According to CBS 8 in Des Moines, Williams was diagnosed with non-Hodgkin’s lymphoma in April. He asserts that Monsanto not only discredited legitimate research into glyphosate’s health effects, but championed biased studies and manipulated regulatory reviews that suggested the herbicide was safe.
Bayer AG, which acquired St. Louis, Missouri-based Monsanto last June, is a defendant in more than 14,000 similar Roundup lawsuits in courts around the United States.
Monsanto developed glyphosate in the 1970s, and it has since become the most popular weed killer in the world.
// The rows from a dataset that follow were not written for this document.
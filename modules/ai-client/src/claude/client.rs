use anyhow::{anyhow, Context, Result};
use reqwest::header::{HeaderMap, HeaderValue, CONTENT_TYPE};
use tracing::debug;

use super::types::*;

const ANTHROPIC_API_URL: &str = "https://api.anthropic.com/v1";
const ANTHROPIC_VERSION: &str = "2023-06-01";

#[derive(Clone)]
pub(crate) struct ClaudeClient {
    api_key: String,
    http: reqwest::Client,
}

impl ClaudeClient {
    pub fn new(api_key: &str) -> Self {
        Self {
            api_key: api_key.to_string(),
            http: reqwest::Client::new(),
        }
    }

    fn headers(&self) -> Result<HeaderMap> {
        let mut headers = HeaderMap::new();
        headers.insert("x-api-key", HeaderValue::from_str(&self.api_key)?);
        headers.insert("anthropic-version", HeaderValue::from_static(ANTHROPIC_VERSION));
        headers.insert(CONTENT_TYPE, HeaderValue::from_static("application/json"));
        Ok(headers)
    }

    pub async fn chat(&self, request: &ChatRequest) -> Result<ChatResponse> {
        let url = format!("{ANTHROPIC_API_URL}/messages");

        debug!(model = %request.model, "Claude chat request");

        let response = self
            .http
            .post(&url)
            .headers(self.headers()?)
            .json(request)
            .send()
            .await
            .context("Claude API request failed")?;

        if !response.status().is_success() {
            let status = response.status();
            let error_text = response.text().await.unwrap_or_default();
            return Err(anyhow!("Claude API error ({}): {}", status, error_text));
        }

        response.json().await.context("Failed to parse Claude response")
    }
}
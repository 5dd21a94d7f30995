// Test mocks for the discovery engine.
//
// One mock per trait boundary:
// - MockSearch (SearchEngine): query → links, with a call counter
// - MockSession (PageSession): scripted pages, statuses, links, site search
// - MockClassifier (SemanticClassifier): URL → verdict, rankings, link lists
// Caches use the real MemoryCacheStore.
//
// Plus helpers for targets and a zero-delay DiscoveryConfig.

use std::collections::{HashMap, HashSet, VecDeque};
use std::sync::atomic::{AtomicUsize, Ordering};
use std::sync::Mutex;
use std::time::Duration;

use anyhow::{bail, Result};
use async_trait::async_trait;

use pressroom_common::{DiscoveryConfig, RawLink, Target, TargetSpec, VerificationOutcome};

use crate::traits::{
    ActionOutcome, ClassifierOutput, ElementQuery, LinkInfo, LinkList, LinkRanking, LinkScore, NavigationResponse,
    PageAction, PageContext, PageElement, PageSession, SchemaId, SearchEngine, SemanticClassifier, WaitCondition,
};

// ---------------------------------------------------------------------------
// Helpers
// ---------------------------------------------------------------------------

pub fn target(name: &str, domain: &str) -> Target {
    Target::parse(name, domain).expect("test target has a valid domain")
}

pub fn spec(name: &str, domain: &str) -> TargetSpec {
    TargetSpec {
        name: name.to_string(),
        domain: domain.to_string(),
    }
}

/// Defaults with every delay removed and short timeouts.
pub fn fast_config() -> DiscoveryConfig {
    DiscoveryConfig::builder()
        .action_delay(Duration::ZERO)
        .inter_target_delay(Duration::ZERO)
        .navigation_timeout(Duration::from_secs(2))
        .classify_timeout(Duration::from_secs(2))
        .build()
}

pub fn link(text: &str, url: &str) -> RawLink {
    RawLink::new(text, url)
}

// ---------------------------------------------------------------------------
// MockSearch
// ---------------------------------------------------------------------------

/// Query → links. Unregistered queries return the default result set,
/// which is empty unless `.with_results()` was called.
pub struct MockSearch {
    by_query: HashMap<String, Vec<RawLink>>,
    default: Vec<RawLink>,
    fail: bool,
    calls: AtomicUsize,
}

impl MockSearch {
    pub fn new() -> Self {
        Self {
            by_query: HashMap::new(),
            default: Vec::new(),
            fail: false,
            calls: AtomicUsize::new(0),
        }
    }

    pub fn on_query(mut self, query: &str, links: Vec<RawLink>) -> Self {
        self.by_query.insert(query.to_string(), links);
        self
    }

    pub fn with_results(mut self, links: Vec<RawLink>) -> Self {
        self.default = links;
        self
    }

    pub fn failing(mut self) -> Self {
        self.fail = true;
        self
    }

    pub fn calls(&self) -> usize {
        self.calls.load(Ordering::SeqCst)
    }
}
pub mod claude;
pub mod schema;
pub mod util;

pub use claude::Claude;
pub use schema::StructuredOutput;
use thiserror::Error;

pub type Result<T> = std::result::Result<T, BrowserlessError>;

#[derive(Debug, Error)]
pub enum BrowserlessError {
    #[error("Network error: {0}")]
    Network(String),

    #[error("Browserless request timed out: {0}")]
    Timeout(String),

    /// Browserless itself refused the call. Target-page statuses are reported
    /// on the page, not here.
    #[error("Browserless returned {status}: {message}")]
    Api { status: u16, message: String },

    #[error("Unexpected response body: {0}")]
    Decode(String),
}

impl From<reqwest::Error> for BrowserlessError {
    fn from(err: reqwest::Error) -> Self {
        if err.is_timeout() {
            BrowserlessError::Timeout(err.to_string())
        } else if err.is_decode() {
            BrowserlessError::Decode(err.to_string())
        } else {
            BrowserlessError::Network(err.to_string())
        }
    }
}
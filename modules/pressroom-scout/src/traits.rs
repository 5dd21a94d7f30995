// Trait seams for every external collaborator of the discovery engine.
//
// - SearchEngine: domain-scoped web search (Serper in production)
// - PageSession: one page-automation session, reused across strategies
// - SemanticClassifier: schema-bound judgments about a page (Claude in production)
// - CacheStore: persistent key/value blobs behind the result cache
//
// Mocks for all four live in `testing`: no network, no browser, no API keys.

use std::time::Duration;

use anyhow::Result;
use async_trait::async_trait;
use schemars::JsonSchema;
use serde::{Deserialize, Serialize};

use pressroom_common::{RawLink, VerificationOutcome};

use crate::error::ScoutError;

// ---------------------------------------------------------------------------
// SearchEngine
// ---------------------------------------------------------------------------

#[async_trait]
pub trait SearchEngine: Send + Sync {
    async fn search(&self, query: &str, max_results: usize) -> Result<Vec<RawLink>>;
    fn name(&self) -> &str;
}

// ---------------------------------------------------------------------------
// PageSession
// ---------------------------------------------------------------------------

#[derive(Debug, Clone, Copy, PartialEq, Eq)]
pub enum WaitCondition {
    Load,
    DomContentLoaded,
    NetworkIdle,
}

#[derive(Debug, Clone, PartialEq, Eq)]
pub struct NavigationResponse {
    /// `None` when the automation layer could not observe a status.
    pub status: Option<u16>,
    pub final_url: String,
}

impl NavigationResponse {
    pub fn is_ok(&self) -> bool {
        matches!(self.status, Some(s) if s < 400)
    }
}

/// What to look for on the current page.
#[derive(Debug, Clone, Copy, PartialEq, Eq)]
pub enum ElementQuery {
    NavigationLinks,
    SearchAffordance,
    ResultLinks,
}

#[derive(Debug, Clone, PartialEq, Eq)]
pub struct PageElement {
    pub selector: String,
    pub description: String,
}

#[derive(Debug, Clone, PartialEq, Eq)]
pub struct LinkInfo {
    pub href: String,
    pub text: String,
}

#[derive(Debug, Clone, PartialEq, Eq)]
pub enum PageAction {
    /// Open every dropdown-like menu so nested links become discoverable.
    ExpandMenus,
    /// Reveal the site-search input.
    OpenSearch,
    /// Type `term` into the site-search input and submit.
    SubmitSearch { term: String },
    /// Free-form instruction for semantically-driven sessions.
    Instruction(String),
}

#[derive(Debug, Clone, PartialEq, Eq)]
pub struct ActionOutcome {
    pub success: bool,
    pub message: String,
}

#[async_trait]
pub trait PageSession: Send + Sync {
    async fn navigate(
        &self,
        url: &str,
        wait: WaitCondition,
        timeout: Duration,
    ) -> Result<NavigationResponse>;

    async fn find_elements(&self, query: ElementQuery) -> Result<Vec<PageElement>>;

    async fn read_href_and_text(&self, selector: &str) -> Result<Option<LinkInfo>>;

    async fn perform_action(&self, action: &PageAction) -> Result<ActionOutcome>;

    /// Readable text of the current page, for the classifier.
    async fn page_content(&self) -> Result<String>;

    async fn current_url(&self) -> Option<String>;
}

// ---------------------------------------------------------------------------
// SemanticClassifier
// ---------------------------------------------------------------------------

#[derive(Debug, Clone, Copy, PartialEq, Eq, Hash)]
pub enum SchemaId {
    SearchResultsList,
    PageVerification,
    LinkRanking,
    NavigationLinksList,
}

impl SchemaId {
    pub fn as_str(&self) -> &'static str {
        match self {
            SchemaId::SearchResultsList => "search_results_list",
            SchemaId::PageVerification => "page_verification",
            SchemaId::LinkRanking => "link_ranking",
            SchemaId::NavigationLinksList => "navigation_links_list",
        }
    }
}

/// The page the classifier is asked about.
#[derive(Debug, Clone)]
pub struct PageContext {
    pub url: String,
    pub content: String,
}

#[derive(Debug, Clone, PartialEq, Eq, Serialize, Deserialize, JsonSchema)]
pub struct LinkList {
    #[serde(default)]
    pub links: Vec<RawLink>,
}

#[derive(Debug, Clone, PartialEq, Eq, Serialize, Deserialize, JsonSchema)]
pub struct LinkScore {
    pub url: String,
    /// 1-10, higher means more likely to be the newsroom listing page
    pub score: u8,
}

#[derive(Debug, Clone, PartialEq, Eq, Serialize, Deserialize, JsonSchema)]
pub struct LinkRanking {
    #[serde(default)]
    pub rankings: Vec<LinkScore>,
}

/// One variant per output schema.
#[derive(Debug, Clone, PartialEq, Eq)]
pub enum ClassifierOutput {
    SearchResults(LinkList),
    PageVerification(VerificationOutcome),
    LinkRanking(LinkRanking),
    NavigationLinks(LinkList),
}

impl ClassifierOutput {
    pub fn schema(&self) -> SchemaId {
        match self {
            ClassifierOutput::SearchResults(_) => SchemaId::SearchResultsList,
            ClassifierOutput::PageVerification(_) => SchemaId::PageVerification,
            ClassifierOutput::LinkRanking(_) => SchemaId::LinkRanking,
            ClassifierOutput::NavigationLinks(_) => SchemaId::NavigationLinksList,
        }
    }

    /// Check the output answers `expected` and has a valid shape. Invalid
    /// output is rejected rather than repaired.
    pub fn validate(self, expected: SchemaId) -> std::result::Result<Self, ScoutError> {
        if self.schema() != expected {
            return Err(ScoutError::SchemaMismatch {
                expected: expected.as_str(),
                actual: self.schema().as_str(),
            });
        }
        match &self {
            ClassifierOutput::LinkRanking(ranking) => {
                if let Some(bad) = ranking.rankings.iter().find(|r| !(1..=10).contains(&r.score)) {
                    return Err(ScoutError::Classification(format!(
                        "score {} for {} is outside 1-10",
                        bad.score, bad.url
                    )));
                }
            }
            ClassifierOutput::SearchResults(list) | ClassifierOutput::NavigationLinks(list) => {
                if list.links.iter().any(|l| l.url.trim().is_empty()) {
                    return Err(ScoutError::Classification(
                        "link list contains an entry without a url".to_string(),
                    ));
                }
            }
            ClassifierOutput::PageVerification(_) => {}
        }
        Ok(self)
    }
}

#[async_trait]
pub trait SemanticClassifier: Send + Sync {
    async fn classify(
        &self,
        instruction: &str,
        schema: SchemaId,
        page: &PageContext,
    ) -> Result<ClassifierOutput>;
}

// ---------------------------------------------------------------------------
// CacheStore
// ---------------------------------------------------------------------------

#[async_trait]
pub trait CacheStore: Send + Sync {
    async fn get(&self, key: &str) -> Result<Option<String>>;
    async fn put(&self, key: &str, value: &str) -> Result<()>;
    /// Keys starting with `prefix`, sorted.
    async fn list(&self, prefix: &str) -> Result<Vec<String>>;
}

#[cfg(test)]
mod tests {
    use super::*;

    #[test]
    fn wrong_variant_is_a_schema_mismatch() {
        let output = ClassifierOutput::LinkRanking(LinkRanking { rankings: vec![] });
        let err = output.validate(SchemaId::PageVerification).unwrap_err();
        assert!(matches!(
            err,
            ScoutError::SchemaMismatch {
                expected: "page_verification",
                actual: "link_ranking"
            }
        ));
    }

    #[test]
    fn out_of_range_score_is_rejected() {
        let output = ClassifierOutput::LinkRanking(LinkRanking {
            rankings: vec![LinkScore {
                url: "https://acme.com/news".into(),
                score: 11,
            }],
        });
        assert!(matches!(
            output.validate(SchemaId::LinkRanking),
            Err(ScoutError::Classification(_))
        ));
    }

    #[test]
    fn link_list_without_url_is_rejected() {
        let output = ClassifierOutput::NavigationLinks(LinkList {
            links: vec![RawLink::new("News", " ")],
        });
        assert!(output.validate(SchemaId::NavigationLinksList).is_err());
    }

    #[test]
    fn navigation_status_threshold() {
        let ok = NavigationResponse {
            status: Some(399),
            final_url: String::new(),
        };
        let gone = NavigationResponse {
            status: Some(404),
            final_url: String::new(),
        };
        let unknown = NavigationResponse {
            status: None,
            final_url: String::new(),
        };
        assert!(ok.is_ok());
        assert!(!gone.is_ok());
        assert!(!unknown.is_ok());
    }
}
//! Orchestrator states and the transition table between them.

use std::fmt;

use pressroom_common::{Phase, Strategy};

use crate::verification::VerifiedMatch;

#[derive(Debug, Clone, Copy, PartialEq, Eq)]
pub enum DiscoveryState {
    Search,
    Homepage,
    SiteSearch,
    Success,
    Exhausted,
}

/// How a single strategy attempt ended.
#[derive(Debug, Clone, PartialEq, Eq)]
pub enum StrategyOutcome {
    Verified(VerifiedMatch),
    /// The source produced no raw links at all.
    NoResults,
    /// Links were found but no candidate survived verification.
    Exhausted,
}

impl DiscoveryState {
    pub const INITIAL: DiscoveryState = DiscoveryState::Search;

    pub fn is_terminal(&self) -> bool {
        matches!(self, DiscoveryState::Success | DiscoveryState::Exhausted)
    }

    /// Audit phase for a strategy state. Terminal states have none.
    pub fn phase(&self) -> Option<Phase> {
        match self {
            DiscoveryState::Search => Some(Phase::Search),
            DiscoveryState::Homepage => Some(Phase::Homepage),
            DiscoveryState::SiteSearch => Some(Phase::SiteSearch),
            DiscoveryState::Success | DiscoveryState::Exhausted => None,
        }
    }

    pub fn strategy(&self) -> Option<Strategy> {
        match self {
            DiscoveryState::Search => Some(Strategy::Search),
            DiscoveryState::Homepage => Some(Strategy::Homepage),
            DiscoveryState::SiteSearch => Some(Strategy::SiteSearch),
            DiscoveryState::Success | DiscoveryState::Exhausted => None,
        }
    }

    /// Transition table. Any verified match ends the run; anything else
    /// advances to the next strategy in priority order. Terminal states are
    /// absorbing.
    pub fn next(self, outcome: &StrategyOutcome) -> DiscoveryState {
        use DiscoveryState::*;
        match (self, outcome) {
            (Success, _) => Success,
            (Exhausted, _) => Exhausted,
            (_, StrategyOutcome::Verified(_)) => Success,
            (Search, _) => Homepage,
            (Homepage, _) => SiteSearch,
            (SiteSearch, _) => Exhausted,
        }
    }
}

impl fmt::Display for DiscoveryState {
    fn fmt(&self, f: &mut fmt::Formatter<'_>) -> fmt::Result {
        match self {
            Self::Search => write!(f, "SEARCH"),
            Self::Homepage => write!(f, "HOMEPAGE"),
            Self::SiteSearch => write!(f, "SITE_SEARCH"),
            Self::Success => write!(f, "SUCCESS"),
            Self::Exhausted => write!(f, "EXHAUSTED"),
        }
    }
}
//! Two-phase candidate verification.
//!
//! 1. Navigate; dead links (no status, or >= 400) are skipped before any
//!    classifier call is spent on them.
//! 2. Ask the classifier for a verdict bound to the page-verification schema.
//! 3. On a positive verdict, navigate again and require a live status before
//!    accepting it.
//!
//! The first candidate that passes all three ends the loop. Each strategy
//! judges its own candidates afresh, so a URL rejected by one strategy can
//! still be accepted by a later one.

use tracing::info;

use pressroom_common::{Candidate, DiscoveryConfig, Phase, StepOutcome, Target, VerificationOutcome};

use crate::discovery::context::RunContext;
use crate::error::ScoutError;
use crate::infra::util::{pace, with_timeout};
use crate::prompts;
use crate::traits::{PageContext, PageSession, SchemaId, SemanticClassifier, WaitCondition};

/// Which verification instruction to bind to the page-verification schema.
#[derive(Debug, Clone, Copy, PartialEq, Eq)]
pub enum Rubric {
    /// Five-check rubric for engine search candidates.
    Strict,
    /// Listing-vs-article rubric for on-site candidates.
    ListingVsArticle,
}

impl Rubric {
    fn instruction(&self, target: &Target, url: &str) -> String {
        match self {
            Rubric::Strict => prompts::strict_verification(target, url),
            Rubric::ListingVsArticle => prompts::listing_verification(target, url),
        }
    }
}

#[derive(Debug, Clone, PartialEq, Eq)]
pub struct VerifiedMatch {
    pub url: String,
    pub outcome: VerificationOutcome,
}

pub struct Verifier<'a> {
    session: &'a dyn PageSession,
    classifier: &'a dyn SemanticClassifier,
    config: &'a DiscoveryConfig,
}

impl<'a> Verifier<'a> {
    pub fn new(
        session: &'a dyn PageSession,
        classifier: &'a dyn SemanticClassifier,
        config: &'a DiscoveryConfig,
    ) -> Self {
        Self {
            session,
            classifier,
            config,
        }
    }

    /// Verify `candidates` in order, returning the first confirmed match.
    pub async fn verify_candidates(
        &self,
        ctx: &mut RunContext,
        phase: Phase,
        candidates: &[Candidate],
        rubric: Rubric,
    ) -> Option<VerifiedMatch> {
        for candidate in candidates {
            let url = candidate.url.as_str();

            ctx.candidates_checked += 1;

            if let Err(detail) = self.navigate_live(url).await {
                ctx.record(phase, "navigate", StepOutcome::Skip, detail, Some(url));
                continue;
            }

            let verdict = match self.classify(&ctx.target, url, rubric).await {
                Ok(v) => v,
                Err(e) => {
                    ctx.record(
                        phase,
                        "classify",
                        StepOutcome::Skip,
                        format!("classification error: {e}"),
                        Some(url),
                    );
                    continue;
                }
            };

            if !verdict.is_match {
                ctx.record(phase, "classify", StepOutcome::Fail, verdict.explanation, Some(url));
                continue;
            }

            if let Err(detail) = self.navigate_live(url).await {
                ctx.record(
                    phase,
                    "revalidate",
                    StepOutcome::Fail,
                    format!("validation failed: {detail}"),
                    Some(url),
                );
                continue;
            }

            info!(
                domain = ctx.target.domain.as_str(),
                url,
                date = verdict.extracted_date.as_deref().unwrap_or(""),
                "Verified newsroom listing"
            );
            ctx.record(phase, "verify", StepOutcome::Success, verdict.explanation.clone(), Some(url));
            return Some(VerifiedMatch {
                url: url.to_string(),
                outcome: verdict,
            });
        }

        None
    }

    /// Navigate and require a status below 400. The error string is the audit detail.
    async fn navigate_live(&self, url: &str) -> Result<(), String> {
        let response = with_timeout(
            "navigate",
            self.config.navigation_timeout,
            self.session.navigate(
                url,
                WaitCondition::DomContentLoaded,
                self.config.navigation_timeout,
            ),
        )
        .await;
        pace(self.config.action_delay).await;

        match response {
            Ok(r) if r.is_ok() => Ok(()),
            Ok(r) => Err(match r.status {
                Some(status) => format!("HTTP {status}"),
                None => "no response status".to_string(),
            }),
            Err(e) => Err(e.to_string()),
        }
    }

    async fn classify(
        &self,
        target: &Target,
        url: &str,
        rubric: Rubric,
    ) -> Result<VerificationOutcome, ScoutError> {
        let content = with_timeout(
            "page_content",
            self.config.navigation_timeout,
            self.session.page_content(),
        )
        .await?;
        let page = PageContext {
            url: url.to_string(),
            content,
        };
        let instruction = rubric.instruction(target, url);

        let output = with_timeout(
            "classify",
            self.config.classify_timeout,
            self.classifier
                .classify(&instruction, SchemaId::PageVerification, &page),
        )
        .await?
        .validate(SchemaId::PageVerification)?;

        match output {
            crate::traits::ClassifierOutput::PageVerification(v) => Ok(v),
            other => Err(ScoutError::SchemaMismatch {
                expected: SchemaId::PageVerification.as_str(),
                actual: other.schema().as_str(),
            }),
        }
    }
}
use serde::{Deserialize, Serialize};

// =============================================================================
// Messages
// =============================================================================

#[derive(Debug, Clone, Copy, PartialEq, Eq, Serialize)]
#[serde(rename_all = "lowercase")]
pub(crate) enum Role {
    User,
}

#[derive(Debug, Clone, Serialize)]
pub(crate) struct WireMessage {
    pub role: Role,
    pub content: String,
}

impl WireMessage {
    pub fn user(content: impl Into<String>) -> Self {
        Self {
            role: Role::User,
            content: content.into(),
        }
    }
}

#[derive(Debug, Clone, Deserialize)]
#[serde(tag = "type")]
pub(crate) enum ContentBlock {
    #[serde(rename = "tool_use")]
    ToolUse { input: serde_json::Value },
    /// Text and any block type this client does not consume.
    #[serde(other)]
    Other,
}

// =============================================================================
// Tool Definition
// =============================================================================

#[derive(Debug, Clone, Serialize)]
pub(crate) struct ToolDefinitionWire {
    pub name: String,
    pub description: String,
    pub input_schema: serde_json::Value,
}

// =============================================================================
// Chat Request
// =============================================================================

#[derive(Debug, Clone, Serialize)]
pub(crate) struct ChatRequest {
    pub model: String,
    pub max_tokens: u32,
    pub messages: Vec<WireMessage>,
    #[serde(skip_serializing_if = "Option::is_none")]
    pub system: Option<String>,
    #[serde(skip_serializing_if = "Option::is_none")]
    pub temperature: Option<f32>,
    #[serde(skip_serializing_if = "Option::is_none")]
    pub tools: Option<Vec<ToolDefinitionWire>>,
    #[serde(skip_serializing_if = "Option::is_none")]
    pub tool_choice: Option<serde_json::Value>,
}

impl ChatRequest {
    pub fn new(model: impl Into<String>) -> Self {
        Self {
            model: model.into(),
            max_tokens: 4096,
            messages: Vec::new(),
            system: None,
            temperature: None,
            tools: None,
            tool_choice: None,
        }
    }

    pub fn system(mut self, system: impl Into<String>) -> Self {
        self.system = Some(system.into());
        self
    }

    pub fn message(mut self, message: WireMessage) -> Self {
        self.messages.push(message);
        self
    }

    pub fn temperature(mut self, temperature: f32) -> Self {
        self.temperature = Some(temperature);
        self
    }

    /// Offer `tool` and require the model to call it.
    pub fn forced_tool(mut self, tool: ToolDefinitionWire) -> Self {
        self.tool_choice = Some(serde_json::json!({
            "type": "tool",
            "name": tool.name,
        }));
        self.tools.get_or_insert_with(Vec::new).push(tool);
        self
    }
}

// =============================================================================
// Chat Response
// =============================================================================

#[derive(Debug, Clone, Deserialize)]
pub(crate) struct ChatResponse {
    pub content: Vec<ContentBlock>,
}

impl ChatResponse {
    /// Input of the first tool call, if the model made one.
    pub fn into_tool_input(self) -> Option<serde_json::Value> {
        self.content.into_iter().find_map(|block| match block {
            ContentBlock::ToolUse { input } => Some(input),
            ContentBlock::Other => None,
        })
    }
}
In March 2015, however, the World Health Organization’s International Agency for Research on Cancer declared glyphosate a probable human carcinogen, after an independent review linked occupational exposure to an increased risk of non-Hodgkin’s lymphoma and other cancers.
Despite Monsanto’s alleged efforts to discredit the IARC review, the nation’s first three Roundup cancer trials have produced massive verdicts for plaintiffs with non-Hodgkin’s lymphoma.
Last August, a jury in San Francisco Superior Court ordered Bayer to pay $289 million in compensatory and punitive damages to a former school district groundskeeper with terminal cancer. The trial judge later reduced the judgement to $78 million, but only because punitive damages exceeded California’s statutory limits on such awards.
This past March, a jury in the U.S. District Court, Northern District of California, awarded $80 million to a home gardener with non-Hodgkin’s lymphoma.
And just last month, an elderly couple were awarded $2 billion in compensatory and punitive damages at the conclusion of a trial in California’s Alameda Superior Court. Both plaintiffs had regularly used Roundup on their property since the 1970’s and were diagnosed with non-Hodgkin’s lymphoma in 2011 and 2015.
A federal judge recently appointed attorney Kenneth Feinberg to lead mediation talks in the hope of reaching a global settlement that could resolve the majority of Roundup cancer lawsuits. While Bayer has agreed to participate in those negotiations, the company denies any assertion that Monsanto Roundup caused cancer. It is appealing the recent verdicts and has vowed to continue waging a vigorous defense.